══ DATA EXCERPTS ══

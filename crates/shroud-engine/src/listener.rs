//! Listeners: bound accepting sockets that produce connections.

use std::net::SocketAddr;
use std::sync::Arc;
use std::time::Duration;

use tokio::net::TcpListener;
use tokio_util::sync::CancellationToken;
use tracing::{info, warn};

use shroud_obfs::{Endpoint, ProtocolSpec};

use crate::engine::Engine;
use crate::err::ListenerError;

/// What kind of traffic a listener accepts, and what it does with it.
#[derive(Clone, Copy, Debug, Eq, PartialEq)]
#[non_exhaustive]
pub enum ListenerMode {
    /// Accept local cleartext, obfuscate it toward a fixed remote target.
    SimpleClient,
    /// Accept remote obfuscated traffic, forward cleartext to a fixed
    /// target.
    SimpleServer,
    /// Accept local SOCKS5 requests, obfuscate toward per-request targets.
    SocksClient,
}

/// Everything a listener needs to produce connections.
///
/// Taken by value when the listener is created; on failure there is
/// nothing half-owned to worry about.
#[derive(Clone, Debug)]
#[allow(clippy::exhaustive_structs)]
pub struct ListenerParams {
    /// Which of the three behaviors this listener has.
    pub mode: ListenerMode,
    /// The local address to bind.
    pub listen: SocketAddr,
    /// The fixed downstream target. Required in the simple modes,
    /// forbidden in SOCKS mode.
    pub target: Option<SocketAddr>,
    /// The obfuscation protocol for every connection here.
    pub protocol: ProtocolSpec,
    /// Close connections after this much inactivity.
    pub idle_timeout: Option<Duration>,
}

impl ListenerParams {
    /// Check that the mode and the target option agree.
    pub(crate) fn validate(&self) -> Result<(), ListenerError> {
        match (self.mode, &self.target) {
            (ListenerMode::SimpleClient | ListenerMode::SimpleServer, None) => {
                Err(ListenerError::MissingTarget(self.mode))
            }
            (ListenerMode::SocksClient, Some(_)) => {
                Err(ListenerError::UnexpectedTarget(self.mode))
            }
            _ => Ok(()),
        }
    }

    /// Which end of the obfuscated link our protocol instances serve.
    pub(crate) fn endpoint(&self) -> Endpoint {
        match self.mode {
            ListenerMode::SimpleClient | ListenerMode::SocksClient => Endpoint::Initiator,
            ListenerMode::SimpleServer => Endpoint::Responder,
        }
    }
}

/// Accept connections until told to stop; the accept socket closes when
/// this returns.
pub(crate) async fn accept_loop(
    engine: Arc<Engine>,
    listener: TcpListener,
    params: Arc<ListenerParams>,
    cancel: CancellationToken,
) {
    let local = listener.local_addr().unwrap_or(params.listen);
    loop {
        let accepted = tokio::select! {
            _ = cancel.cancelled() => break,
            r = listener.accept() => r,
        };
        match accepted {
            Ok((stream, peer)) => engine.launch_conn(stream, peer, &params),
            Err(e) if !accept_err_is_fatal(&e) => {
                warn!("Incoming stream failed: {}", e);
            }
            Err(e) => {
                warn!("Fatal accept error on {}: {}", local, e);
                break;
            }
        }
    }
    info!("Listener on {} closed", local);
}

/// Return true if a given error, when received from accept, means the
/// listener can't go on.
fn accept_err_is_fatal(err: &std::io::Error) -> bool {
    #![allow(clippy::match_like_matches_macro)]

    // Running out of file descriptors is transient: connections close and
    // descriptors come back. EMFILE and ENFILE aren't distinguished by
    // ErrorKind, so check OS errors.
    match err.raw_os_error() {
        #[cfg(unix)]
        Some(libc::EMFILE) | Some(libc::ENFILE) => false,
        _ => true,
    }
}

═══
══ DATA EXCERPTS ══

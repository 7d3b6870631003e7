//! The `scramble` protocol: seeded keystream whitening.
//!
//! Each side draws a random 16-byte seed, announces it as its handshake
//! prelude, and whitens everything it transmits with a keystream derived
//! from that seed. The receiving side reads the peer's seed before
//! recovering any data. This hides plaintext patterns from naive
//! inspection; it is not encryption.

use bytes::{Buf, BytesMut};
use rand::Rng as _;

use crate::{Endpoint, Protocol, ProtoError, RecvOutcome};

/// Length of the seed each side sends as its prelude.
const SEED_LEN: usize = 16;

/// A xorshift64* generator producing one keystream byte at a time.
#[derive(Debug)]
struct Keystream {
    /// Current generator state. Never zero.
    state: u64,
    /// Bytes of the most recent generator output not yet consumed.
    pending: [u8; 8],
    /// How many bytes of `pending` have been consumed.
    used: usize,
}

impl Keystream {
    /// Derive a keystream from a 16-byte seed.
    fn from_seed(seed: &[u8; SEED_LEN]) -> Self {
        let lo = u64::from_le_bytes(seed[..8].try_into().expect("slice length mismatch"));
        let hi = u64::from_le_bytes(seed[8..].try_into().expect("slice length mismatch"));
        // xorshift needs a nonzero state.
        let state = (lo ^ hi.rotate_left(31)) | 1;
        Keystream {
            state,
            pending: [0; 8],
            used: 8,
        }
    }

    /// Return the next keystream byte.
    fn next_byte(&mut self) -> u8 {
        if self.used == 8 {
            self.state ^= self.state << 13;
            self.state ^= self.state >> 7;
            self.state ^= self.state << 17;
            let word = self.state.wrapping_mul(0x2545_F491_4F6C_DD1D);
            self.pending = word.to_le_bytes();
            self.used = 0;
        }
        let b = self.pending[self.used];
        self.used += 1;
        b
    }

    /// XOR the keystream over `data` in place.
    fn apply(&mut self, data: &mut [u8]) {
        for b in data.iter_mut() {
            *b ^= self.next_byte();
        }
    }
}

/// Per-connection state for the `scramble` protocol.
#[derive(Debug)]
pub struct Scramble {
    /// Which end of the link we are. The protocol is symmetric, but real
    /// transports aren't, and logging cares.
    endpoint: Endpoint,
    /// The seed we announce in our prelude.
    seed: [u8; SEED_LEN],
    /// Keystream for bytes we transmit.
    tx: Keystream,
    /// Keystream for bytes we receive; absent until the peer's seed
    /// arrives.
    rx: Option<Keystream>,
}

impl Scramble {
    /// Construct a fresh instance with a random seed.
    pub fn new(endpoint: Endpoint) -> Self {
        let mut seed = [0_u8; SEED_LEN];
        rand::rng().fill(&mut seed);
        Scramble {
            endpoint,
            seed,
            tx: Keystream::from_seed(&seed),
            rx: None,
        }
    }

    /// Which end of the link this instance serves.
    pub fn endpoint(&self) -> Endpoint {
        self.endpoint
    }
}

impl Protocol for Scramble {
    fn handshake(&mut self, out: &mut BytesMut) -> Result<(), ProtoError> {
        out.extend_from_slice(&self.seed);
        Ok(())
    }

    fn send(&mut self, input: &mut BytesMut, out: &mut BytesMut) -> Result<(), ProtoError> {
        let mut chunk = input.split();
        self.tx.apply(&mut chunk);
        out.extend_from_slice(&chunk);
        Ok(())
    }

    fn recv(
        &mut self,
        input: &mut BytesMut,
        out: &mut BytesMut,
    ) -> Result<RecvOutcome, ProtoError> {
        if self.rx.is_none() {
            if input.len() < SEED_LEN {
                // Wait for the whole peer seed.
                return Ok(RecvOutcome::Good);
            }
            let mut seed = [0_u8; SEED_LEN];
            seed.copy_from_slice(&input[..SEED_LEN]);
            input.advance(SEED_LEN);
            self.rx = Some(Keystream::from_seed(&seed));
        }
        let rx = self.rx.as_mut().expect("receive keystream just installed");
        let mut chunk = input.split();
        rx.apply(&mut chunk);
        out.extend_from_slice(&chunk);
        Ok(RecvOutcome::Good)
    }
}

═══
══ DATA EXCERPTS ══

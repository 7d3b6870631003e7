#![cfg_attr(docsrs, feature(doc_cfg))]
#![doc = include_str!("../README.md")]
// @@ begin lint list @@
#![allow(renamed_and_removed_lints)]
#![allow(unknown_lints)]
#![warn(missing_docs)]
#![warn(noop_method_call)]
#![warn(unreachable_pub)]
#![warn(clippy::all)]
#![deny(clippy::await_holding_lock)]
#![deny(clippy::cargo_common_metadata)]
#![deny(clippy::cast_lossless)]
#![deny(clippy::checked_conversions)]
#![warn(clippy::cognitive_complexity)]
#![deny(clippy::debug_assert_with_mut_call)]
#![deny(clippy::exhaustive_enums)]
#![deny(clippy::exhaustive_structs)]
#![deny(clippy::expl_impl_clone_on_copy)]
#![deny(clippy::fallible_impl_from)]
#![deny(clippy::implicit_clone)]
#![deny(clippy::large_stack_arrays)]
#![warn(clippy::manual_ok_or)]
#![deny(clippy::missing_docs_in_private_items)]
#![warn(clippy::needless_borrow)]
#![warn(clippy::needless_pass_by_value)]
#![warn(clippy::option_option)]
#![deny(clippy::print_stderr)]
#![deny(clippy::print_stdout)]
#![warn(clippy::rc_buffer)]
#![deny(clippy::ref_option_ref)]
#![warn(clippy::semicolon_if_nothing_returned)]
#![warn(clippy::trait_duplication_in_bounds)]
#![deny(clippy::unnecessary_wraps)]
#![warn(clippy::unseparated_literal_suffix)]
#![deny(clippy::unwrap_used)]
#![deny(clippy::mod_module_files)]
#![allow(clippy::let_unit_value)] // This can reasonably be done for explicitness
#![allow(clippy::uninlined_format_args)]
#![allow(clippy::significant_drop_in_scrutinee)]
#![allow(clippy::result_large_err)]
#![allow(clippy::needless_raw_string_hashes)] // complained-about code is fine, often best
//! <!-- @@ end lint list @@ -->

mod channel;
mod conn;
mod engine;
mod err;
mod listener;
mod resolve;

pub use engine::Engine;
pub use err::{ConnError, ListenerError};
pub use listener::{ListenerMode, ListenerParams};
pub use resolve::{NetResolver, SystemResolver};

═══

#### [WORK TASK]
Your answer should consist solely of the lines above from the line with "filename crates/shroud-engine/src/listener.rs" to the line with "pub enum ListenerMode", both included, reproduced exactly.

#### [OUTPUT OF THE EXERCISE]
filename crates/shroud-engine/src/listener.rs
//! Listeners: bound accepting sockets that produce connections.

use std::net::SocketAddr;
use std::sync::Arc;
use std::time::Duration;

use tokio::net::TcpListener;
use tokio_util::sync::CancellationToken;
use tracing::{info, warn};

use shroud_obfs::{Endpoint, ProtocolSpec};

use crate::engine::Engine;
use crate::err::ListenerError;

/// What kind of traffic a listener accepts, and what it does with it.
#[derive(Clone, Copy, Debug, Eq, PartialEq)]
#[non_exhaustive]
pub enum ListenerMode {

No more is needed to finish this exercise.